ASSIGNMENT: Your answer must be the full listing, reproduced exactly.

RECORDS TO PROCESS:
//! Out-of-battle actions: cultivating, resting and paying off injury and corruption

use super::leveling::apply_level_ups;
use crate::character::CharacterState;
use crate::config::ContentTables;
use crate::error::ActionError;
use crate::stats::derive_stats;
use rand::Rng;
use tracing::{debug, info};

/// Cultivate in seclusion for a little experience
///
/// Grants `cultivate_base + floor(luk * cultivate_luck_factor)`, then
/// resolves level-ups. Refused while injured. Returns the next state and the
/// experience gained.
pub fn cultivate(state: &CharacterState, tables: &ContentTables) -> Result<(CharacterState, u64), ActionError> {
    if state.is_injured() {
        return Err(ActionError::Injured);
    }
    let c = &tables.constants.recovery;
    let stats = derive_stats(state, tables);
    let gain = c.cultivate_base + (stats.luk as f64 * c.cultivate_luck_factor).floor() as u64;

    let mut next = state.clone();
    next.exp = next.exp.saturating_add(gain);
    apply_level_ups(&mut next, tables);
    debug!(gain, exp = next.exp, "cultivated");
    Ok((next, gain))
}

/// Rest to full HP and MP; in the mortal realm this also eases injury
pub fn meditate(state: &CharacterState, tables: &ContentTables) -> CharacterState {
    let stats = derive_stats(state, tables);
    let mut next = state.clone();
    next.hp = stats.max_hp;
    next.mp = stats.max_mp;
    if next.realm == 0 && next.is_injured() {
        next.injury = next
            .injury
            .saturating_sub(tables.constants.recovery.meditate_injury_relief);
    }
    next
}

/// Pay for treatment of an injury
pub fn heal_injury(state: &CharacterState, tables: &ContentTables) -> Result<CharacterState, ActionError> {
    let c = &tables.constants.recovery;
    if !state.is_injured() {
        return Err(ActionError::NotInjured);
    }
    if state.stones < c.heal_cost {
        return Err(ActionError::NotEnoughStones {
            need: c.heal_cost,
            have: state.stones,
        });
    }
    let mut next = state.clone();
    next.stones -= c.heal_cost;
    next.injury = next.injury.saturating_sub(c.heal_amount);
    info!(injury = next.injury, "injury treated");
    Ok(next)
}

/// Retreat to purge corruption
///
/// Costs stones and removes a random amount in `[retreat_min, retreat_max]`.
/// Qi-deviation clears once corruption falls under the recovery threshold,
/// sending the character back to the first map.
pub fn retreat(
    state: &CharacterState,
    tables: &ContentTables,
    rng: &mut impl Rng,
) -> Result<(CharacterState, u32), ActionError> {
    let constants = &tables.constants;
    let c = &constants.recovery;
    if state.stones < c.retreat_cost {
        return Err(ActionError::NotEnoughStones {
            need: c.retreat_cost,
            have: state.stones,
        });
    }
    let purged = rng.gen_range(c.retreat_min..=c.retreat_max.max(c.retreat_min));

    let mut next = state.clone();
    next.stones -= c.retreat_cost;
    next.corruption = next.corruption.saturating_sub(purged);
    if next.qi_deviation && next.corruption < c.deviation_recovery {
        next.qi_deviation = false;
        next.map_id = 0;
        info!(corruption = next.corruption, "qi-deviation cleared");
    }
    Ok((next, purged))
}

ANSWER AREA:
//! Out-of-battle actions: cultivating, resting and paying off injury and corruption

use super::leveling::apply_level_ups;
use crate::character::CharacterState;
use crate::config::ContentTables;
use crate::error::ActionError;
use crate::stats::derive_stats;
use rand::Rng;
use tracing::{debug, info};

/// Cultivate in seclusion for a little experience
///
/// Grants `cultivate_base + floor(luk * cultivate_luck_factor)`, then
/// resolves level-ups. Refused while injured. Returns the next state and the
/// experience gained.
pub fn cultivate(state: &CharacterState, tables: &ContentTables) -> Result<(CharacterState, u64), ActionError> {
    if state.is_injured() {
        return Err(ActionError::Injured);
    }
    let c = &tables.constants.recovery;
    let stats = derive_stats(state, tables);
    let gain = c.cultivate_base + (stats.luk as f64 * c.cultivate_luck_factor).floor() as u64;

    let mut next = state.clone();
    next.exp = next.exp.saturating_add(gain);
    apply_level_ups(&mut next, tables);
    debug!(gain, exp = next.exp, "cultivated");
    Ok((next, gain))
}

/// Rest to full HP and MP; in the mortal realm this also eases injury
pub fn meditate(state: &CharacterState, tables: &ContentTables) -> CharacterState {
    let stats = derive_stats(state, tables);
    let mut next = state.clone();
    next.hp = stats.max_hp;
    next.mp = stats.max_mp;
    if next.realm == 0 && next.is_injured() {
        next.injury = next
            .injury
            .saturating_sub(tables.constants.recovery.meditate_injury_relief);
    }
    next
}

/// Pay for treatment of an injury
pub fn heal_injury(state: &CharacterState, tables: &ContentTables) -> Result<CharacterState, ActionError> {
    let c = &tables.constants.recovery;
    if !state.is_injured() {
        return Err(ActionError::NotInjured);
    }
    if state.stones < c.heal_cost {
        return Err(ActionError::NotEnoughStones {
            need: c.heal_cost,
            have: state.stones,
        });
    }
    let mut next = state.clone();
    next.stones -= c.heal_cost;
    next.injury = next.injury.saturating_sub(c.heal_amount);
    info!(injury = next.injury, "injury treated");
    Ok(next)
}

/// Retreat to purge corruption
///
/// Costs stones and removes a random amount in `[retreat_min, retreat_max]`.
/// Qi-deviation clears once corruption falls under the recovery threshold,
/// sending the character back to the first map.
pub fn retreat(
    state: &CharacterState,
    tables: &ContentTables,
    rng: &mut impl Rng,
) -> Result<(CharacterState, u32), ActionError> {
    let constants = &tables.constants;
    let c = &constants.recovery;
    if state.stones < c.retreat_cost {
        return Err(ActionError::NotEnoughStones {
            need: c.retreat_cost,
            have: state.stones,
        });
    }
    let purged = rng.gen_range(c.retreat_min..=c.retreat_max.max(c.retreat_min));

    let mut next = state.clone();
    next.stones -= c.retreat_cost;
    next.corruption = next.corruption.saturating_sub(purged);
    if next.qi_deviation && next.corruption < c.deviation_recovery {
        next.qi_deviation = false;
        next.map_id = 0;
        info!(corruption = next.corruption, "qi-deviation cleared");
    }
    Ok((next, purged))
}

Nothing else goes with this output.